4 Aralık 2024 Çarşamba

ÇEVİRİ | Nazilerin idam ettiği ilk kadın Lilo Hermann anısına

Kızıl Ordu'dan partizan birliklerine, yeraltından toplama kamplarına kadar faşizme karşı kadınları anarak, Nazilerin giyotin ile siyasi nedenlerle katlettiği ve idam ettiği ilk kadın Lieselotte Hermann hakkında ölüm yıldönümü 20 Haziran 2008'de yayınlanan makalenin çevirisini 8 ve 9 Mayıs Antifaşist Zafer Günü vesilesiyle okurlarımıza sunuyoruz.

"Bakın, ey anavatanın yurttaşları, son yol bana"
(Antigone)

4 Eylül 1937'de, sürgünde Almanca yayın yapan Paris gazetesinin baş sayfasında, ismini vermek istemeyen bir yazar şöyle yazıyordu: "Stuttgart hapishanesinden, tutsaklığından salıverilen birinin ceket cebinin köşesinden çıkardığımız, toz ve yün topaklarıyla kirlenmiş, buruşmuş küçücük bir kağıt parçası bize ulaştı. Dikkatlice açtık, düzelttik ve kurşun kalemle çok ince yazılmış, zorlukla çözülebilen kelimeleri okuduk: 'Lilo Hermann – vatana ihanetten ölüm - af bir hayal - küçük çocuğu var - dünyaya anlatılmalı - her şeyi yapın - en büyük tehlike'."

Makale yayınlandığında, bir kadın için muhtemelen en büyük dayanışma kampanyası zaten çoktan başlamıştı. Mart 1938'de Reich Adalet Bakanı'na gönderilen bir Gestapo raporunda şöyle deniyordu: "Protesto mektupları aylardır dağlarda birikiyor. Heyetler, evlerine döndükten sonra aşağılık raporlar yayınlamak için yetkilileri ve parti bürolarını taciz ediyor."

Daha önce hiç tanınmayan bir kadın faşizme karşı direnişin sembolü haline gelmişti.

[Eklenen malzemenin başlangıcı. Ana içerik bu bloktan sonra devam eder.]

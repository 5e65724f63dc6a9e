// Copyright 2026 the Lacquer Authors
// SPDX-License-Identifier: Apache-2.0 OR MIT

//! Application callbacks.

use lacquer_core::event::Event;

use crate::backend::RenderFrame;
use crate::context::Context;

/// Callbacks invoked by [`Context::run`].
///
/// All methods default to doing nothing. Per-application state lives in the
/// implementing type.
pub trait Handler {
    /// An input event arrived. Called for every event of an iteration before
    /// any surface is rendered.
    fn on_event(&mut self, ctx: &mut Context, event: &Event) {
        let _ = (ctx, event);
    }

    /// A surface is being painted.
    fn on_render(&mut self, frame: &mut RenderFrame<'_>) {
        let _ = frame;
    }

    /// Rendering for the iteration finished. `delta_time` is the smoothed
    /// frame duration in seconds.
    fn on_update(&mut self, ctx: &mut Context, delta_time: f64) {
        let _ = (ctx, delta_time);
    }
}
// Copyright 2026 the Lacquer Authors
// SPDX-License-Identifier: Apache-2.0 OR MIT

//! Raw pixel access to a shared buffer.

use lacquer_core::buffer::BufferSlot;
use lacquer_core::error::Error;
use lacquer_core::geometry::Extent;

use super::{BackendCtx, RenderView, buffer_layout};
use crate::shm::SharedBuffer;

pub(super) fn create(ctx: &BackendCtx<'_>, extent: Extent) -> Result<BufferSlot<SharedBuffer>, Error> {
    let mut slot = BufferSlot::new();
    resize(ctx, &mut slot, extent)?;
    Ok(slot)
}

/// Reallocates the slot's buffer if `extent` changed. Returns whether an
/// allocation happened.
pub(super) fn resize(
    ctx: &BackendCtx<'_>,
    slot: &mut BufferSlot<SharedBuffer>,
    extent: Extent,
) -> Result<bool, Error> {
    slot.ensure(buffer_layout(extent), |layout| {
        SharedBuffer::new(ctx.shm, ctx.qh, layout)
    })
}

pub(super) fn view(buffer: &mut SharedBuffer) -> RenderView<'_> {
    let layout = buffer.layout();
    RenderView::Pixels {
        width: layout.width,
        height: layout.height,
        stride: layout.stride(),
        format: layout.format,
        data: buffer.data_mut(),
    }
}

On yıldan fazla bir süre sonra Doğu Almanya'nın dört bir yanındaki sokaklara, anaokullarına ve okullara onun adı verildi. Yazar Friedrich Wolf, 1950 yılında yayınlanan ve 1953/54 yıllarında Paul Dessau tarafından müziklendirilen bir "Biyografik Şiir "i ona ithaf etti. Stephan Hermlin onu, çeşitli baskıları yapılan ve DEFA tarafından filme alınan "İlk sıra" (1951) adlı kitaba dahil etti. O dönemde Doğu Almanya Kültür Derneği Başkanı olan Max Burghardt, eski silah arkadaşını "Hiç yazılmayan mektuplar" (1966) adlı kitapla anmıştır.

Bugün bu direniş savaşçısının ne bir biyografisinin ne de kendisinden alınan ve kendisiyle ilgili belgelerin bir derlemesinin olmaması ve hayatına dair pek çok detayın onlarca yıldır karanlıkta kalması ya da bugüne kadar aydınlatılamamış olması daha da inanılmaz görünüyor.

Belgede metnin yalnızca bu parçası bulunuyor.